Null (missing) bilateral trade data are filled by distributing the difference in trade volume between dyadic and monadic source using the gravity model. Even after this process, country sums of bilateral exports and imports will often not match monadic estimates, and so undergo a normalization process to enforce consistency between the bilateral and country-level trade models.  All of this is done in the model’s data preprocessor, greatly facilitating handling data updates and even base year changes.  The multiple requirements lead, however, to a fairly complex base year data initialization process with several steps defined algorithmically and sometimes involving iteration. This process is explained in greater detail below.

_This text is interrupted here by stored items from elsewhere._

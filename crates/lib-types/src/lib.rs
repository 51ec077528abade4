//! # lib-types
//!
//! Core type definitions for the TEM waveform toolkit.
//!
//! This crate provides foundational types used throughout the workspace:
//! - Physical units with compile-time safety
//! - Waveform representation for time-domain source signals
//! - Spectrum and statistics records produced by the analyzer
//! - Uniform time-grid helpers

pub mod units;
pub mod grid;
pub mod waveform;
pub mod spectrum;

pub use units::*;
pub use waveform::*;
pub use spectrum::*;
//! Result output formatting and writing.

use crate::config::OutputConfig;
use crate::OutputFormat;
use anyhow::Result;
use lib_dsp::{BatchEntry, BatchOutcome, PeakFinder, SpectralPeak};
use std::io::Write;
use std::path::Path;

/// Write batch results to the output directory.
pub fn write_results(
    outcome: &BatchOutcome,
    output_dir: &Path,
    format: OutputFormat,
    options: &OutputConfig,
) -> Result<()> {
    std::fs::create_dir_all(output_dir)?;

    for entry in &outcome.entries {
        if options.waveforms {
            write_waveform(entry, output_dir)?;
        }
        if options.spectra {
            write_spectrum(entry, output_dir, options.max_frequency)?;
        }
        if options.reports {
            write_report(entry, output_dir, format, options)?;
        }
    }

    write_summary(outcome, output_dir, format)?;
    Ok(())
}

fn write_waveform(entry: &BatchEntry, output_dir: &Path) -> Result<()> {
    let path = output_dir.join(format!("{}_waveform.csv", entry.id));
    let mut f = std::io::BufWriter::new(std::fs::File::create(&path)?);

    writeln!(f, "time_s,amplitude")?;
    for (t, y) in entry.waveform.samples() {
        writeln!(f, "{},{}", t, y)?;
    }
    f.flush()?;

    tracing::info!("Wrote waveform to {:?} ({} samples)", path, entry.waveform.len());
    Ok(())
}

fn write_spectrum(entry: &BatchEntry, output_dir: &Path, max_frequency: Option<f64>) -> Result<()> {
    let path = output_dir.join(format!("{}_spectrum.csv", entry.id));
    let mut f = std::io::BufWriter::new(std::fs::File::create(&path)?);

    let spectrum = &entry.spectrum;
    let normalized = spectrum.normalized_magnitudes();
    let limit = max_frequency.unwrap_or(f64::INFINITY);

    writeln!(f, "frequency_hz,magnitude,normalized")?;
    let mut rows = 0;
    let bins = spectrum.frequencies.iter().zip(&spectrum.magnitudes).zip(&normalized);
    for ((freq, mag), norm) in bins {
        if freq.0 > limit {
            break;
        }
        writeln!(f, "{},{},{}", freq.0, mag, norm)?;
        rows += 1;
    }
    f.flush()?;

    tracing::info!("Wrote spectrum to {:?} ({} of {} bins)", path, rows, spectrum.len());
    Ok(())
}

fn extension(format: OutputFormat) -> &'static str {
    match format {
        OutputFormat::Text => "txt",
        OutputFormat::Json => "json",
        OutputFormat::Csv => "csv",
    }
}

fn peaks(entry: &BatchEntry, options: &OutputConfig) -> Vec<SpectralPeak> {
    PeakFinder::new()
        .with_max_peaks(options.max_peaks)
        .with_relative_height(options.peak_height)
        .find_peaks(&entry.spectrum)
}

fn write_report(
    entry: &BatchEntry,
    output_dir: &Path,
    format: OutputFormat,
    options: &OutputConfig,
) -> Result<()> {
    let path = output_dir.join(format!("{}_report.{}", entry.id, extension(format)));
    let mut f = std::fs::File::create(&path)?;

    let spectrum = &entry.spectrum;
    let stats = &entry.statistics;
    let peaks = peaks(entry, options);

    match format {
        OutputFormat::Text => {
            writeln!(f, "Waveform Report: {}", entry.id)?;
            writeln!(f, "================{}", "=".repeat(entry.id.len() + 1))?;
            writeln!(f, "Kind:               {}", entry.waveform.kind().display_name())?;
            for (name, value) in entry.waveform.parameters() {
                writeln!(f, "  {:<18}{}", name, value)?;
            }
            writeln!(f)?;
            writeln!(f, "Time Domain")?;
            writeln!(f, "  Mean:             {:.6}", stats.mean)?;
            writeln!(f, "  Std:              {:.6}", stats.std)?;
            writeln!(f, "  Min / Max:        {:.6} / {:.6}", stats.min, stats.max)?;
            writeln!(f, "  Peak-to-peak:     {:.6}", stats.peak_to_peak)?;
            writeln!(f, "  RMS:              {:.6}", stats.rms)?;
            writeln!(f, "  Energy:           {:.6e}", stats.energy)?;
            if let Some(decay) = &stats.decay {
                writeln!(f, "  Fall time 90-10:  {:.6e} s", decay.fall_time)?;
            }
            writeln!(f)?;
            writeln!(f, "Frequency Domain")?;
            writeln!(f, "  Dominant:         {:.3} Hz", spectrum.dominant_frequency.0)?;
            writeln!(f, "  Magnitude:        {:.6e}", spectrum.dominant_magnitude)?;
            writeln!(
                f,
                "  Bandwidth:        {:.3} Hz ({:.3} - {:.3} Hz)",
                spectrum.bandwidth.0, spectrum.band_low.0, spectrum.band_high.0
            )?;
            writeln!(f, "  Total energy:     {:.6e}", spectrum.total_energy)?;
            writeln!(f, "  Resolution:       {:.4} Hz", spectrum.frequency_resolution().0)?;
            if !peaks.is_empty() {
                writeln!(f)?;
                writeln!(f, "Spectral Peaks")?;
                for (i, peak) in peaks.iter().enumerate() {
                    writeln!(
                        f,
                        "  {}. {:.3} Hz  ({:.3} of max)",
                        i + 1,
                        peak.frequency.0,
                        peak.relative_magnitude
                    )?;
                }
            }
        }
        OutputFormat::Json => {
            let json = serde_json::json!({
                "id": entry.id,
                "kind": entry.waveform.kind(),
                "parameters": entry.waveform.parameters(),
                "statistics": stats,
                "dominant_frequency_hz": spectrum.dominant_frequency.0,
                "dominant_magnitude": spectrum.dominant_magnitude,
                "bandwidth_hz": spectrum.bandwidth.0,
                "band_low_hz": spectrum.band_low.0,
                "band_high_hz": spectrum.band_high.0,
                "total_energy": spectrum.total_energy,
                "analysis": {
                    "t_max": spectrum.t_max.0,
                    "n_samples": spectrum.n_samples,
                    "window": spectrum.window,
                    "bandwidth_threshold": spectrum.bandwidth_threshold,
                },
                "peaks": peaks,
            });
            writeln!(f, "{}", serde_json::to_string_pretty(&json)?)?;
        }
        OutputFormat::Csv => {
            writeln!(f, "metric,value")?;
            writeln!(f, "kind,{}", entry.waveform.kind().tag())?;
            writeln!(f, "mean,{}", stats.mean)?;
            writeln!(f, "std,{}", stats.std)?;
            writeln!(f, "min,{}", stats.min)?;
            writeln!(f, "max,{}", stats.max)?;
            writeln!(f, "peak_to_peak,{}", stats.peak_to_peak)?;
            writeln!(f, "rms,{}", stats.rms)?;
            writeln!(f, "energy,{}", stats.energy)?;
            writeln!(f, "dominant_frequency_hz,{}", spectrum.dominant_frequency.0)?;
            writeln!(f, "bandwidth_hz,{}", spectrum.bandwidth.0)?;
            writeln!(f, "total_energy,{}", spectrum.total_energy)?;
            for (i, peak) in peaks.iter().enumerate() {
                writeln!(f, "peak_{}_hz,{}", i + 1, peak.frequency.0)?;
            }
        }
    }

    tracing::info!("Wrote report to {:?}", path);
    Ok(())
}

fn write_summary(outcome: &BatchOutcome, output_dir: &Path, format: OutputFormat) -> Result<()> {
    let path = output_dir.join(format!("summary.{}", extension(format)));
    let mut f = std::fs::File::create(&path)?;

    match format {
        OutputFormat::Json => {
            writeln!(f, "{}", serde_json::to_string_pretty(&summary_json(outcome))?)?;
        }
        OutputFormat::Csv => {
            writeln!(f, "id,kind,dominant_frequency_hz,bandwidth_hz,total_energy,error")?;
            for entry in &outcome.entries {
                writeln!(
                    f,
                    "{},{},{},{},{},",
                    entry.id,
                    entry.waveform.kind().tag(),
                    entry.spectrum.dominant_frequency.0,
                    entry.spectrum.bandwidth.0,
                    entry.spectrum.total_energy
                )?;
            }
            for (id, err) in &outcome.failures {
                writeln!(f, "{},,,,,\"{}\"", id, err.to_string().replace('"', "\"\""))?;
            }
        }
        OutputFormat::Text => {
            writeln!(f, "TEM Waveform Batch Summary")?;
            writeln!(f, "==========================")?;
            writeln!(f)?;
            writeln!(
                f,
                "{:<24} {:>14} {:>14} {:>14}",
                "Waveform", "Dominant (Hz)", "Bandwidth (Hz)", "Energy"
            )?;
            for entry in &outcome.entries {
                writeln!(
                    f,
                    "{:<24} {:>14.3} {:>14.3} {:>14.4e}",
                    entry.id,
                    entry.spectrum.dominant_frequency.0,
                    entry.spectrum.bandwidth.0,
                    entry.spectrum.total_energy
                )?;
            }
        }
    }

    if !outcome.failures.is_empty() && matches!(format, OutputFormat::Text) {
        writeln!(f)?;
        writeln!(f, "Failed:")?;
        for (id, err) in &outcome.failures {
            writeln!(f, "  {}: {}", id, err)?;
        }
    }

    tracing::info!("Wrote summary to {:?}", path);
    Ok(())
}

fn summary_json(outcome: &BatchOutcome) -> serde_json::Value {
    let entries: Vec<_> = outcome
        .entries
        .iter()
        .map(|entry| {
            serde_json::json!({
                "id": entry.id,
                "kind": entry.waveform.kind(),
                "dominant_frequency_hz": entry.spectrum.dominant_frequency.0,
                "bandwidth_hz": entry.spectrum.bandwidth.0,
                "total_energy": entry.spectrum.total_energy,
            })
        })
        .collect();
    let failures: serde_json::Map<String, serde_json::Value> = outcome
        .failures
        .iter()
        .map(|(id, err)| (id.clone(), serde_json::Value::String(err.to_string())))
        .collect();

    serde_json::json!({ "entries": entries, "failures": failures })
}

/// Print results to stdout.
pub fn print_results(outcome: &BatchOutcome, format: OutputFormat) -> Result<()> {
    match format {
        OutputFormat::Json => {
            println!("{}", serde_json::to_string_pretty(&summary_json(outcome))?);
        }
        OutputFormat::Csv => {
            println!("id,dominant_frequency_hz,bandwidth_hz,total_energy");
            for entry in &outcome.entries {
                println!(
                    "{},{},{},{}",
                    entry.id,
                    entry.spectrum.dominant_frequency.0,
                    entry.spectrum.bandwidth.0,
                    entry.spectrum.total_energy
                );
            }
        }
        OutputFormat::Text => {
            println!("\n=== Waveform Analysis ===\n");
            for entry in &outcome.entries {
                println!("{} ({})", entry.id, entry.waveform.kind().display_name());
                println!("  Dominant:  {:.3} Hz", entry.spectrum.dominant_frequency.0);
                println!("  Bandwidth: {:.3} Hz", entry.spectrum.bandwidth.0);
                println!("  Energy:    {:.4e}", entry.spectrum.total_energy);
            }
            if !outcome.failures.is_empty() {
                println!("\nFailed:");
                for (id, err) in &outcome.failures {
                    println!("  {}: {}", id, err);
                }
            }
            println!();
        }
    }
    Ok(())
}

Due to the enormous number of datapoints covered in a bilateral trade dataset (which often include not just total directed trade flows between countries, but data representing the flows across hundreds of commodities), data providers often remove entries where flows are zero. This introduces a significant challenge in distinguishing between missing data and true zero flows. Luckily CEPII provides a dataset which lists all true-zero flows.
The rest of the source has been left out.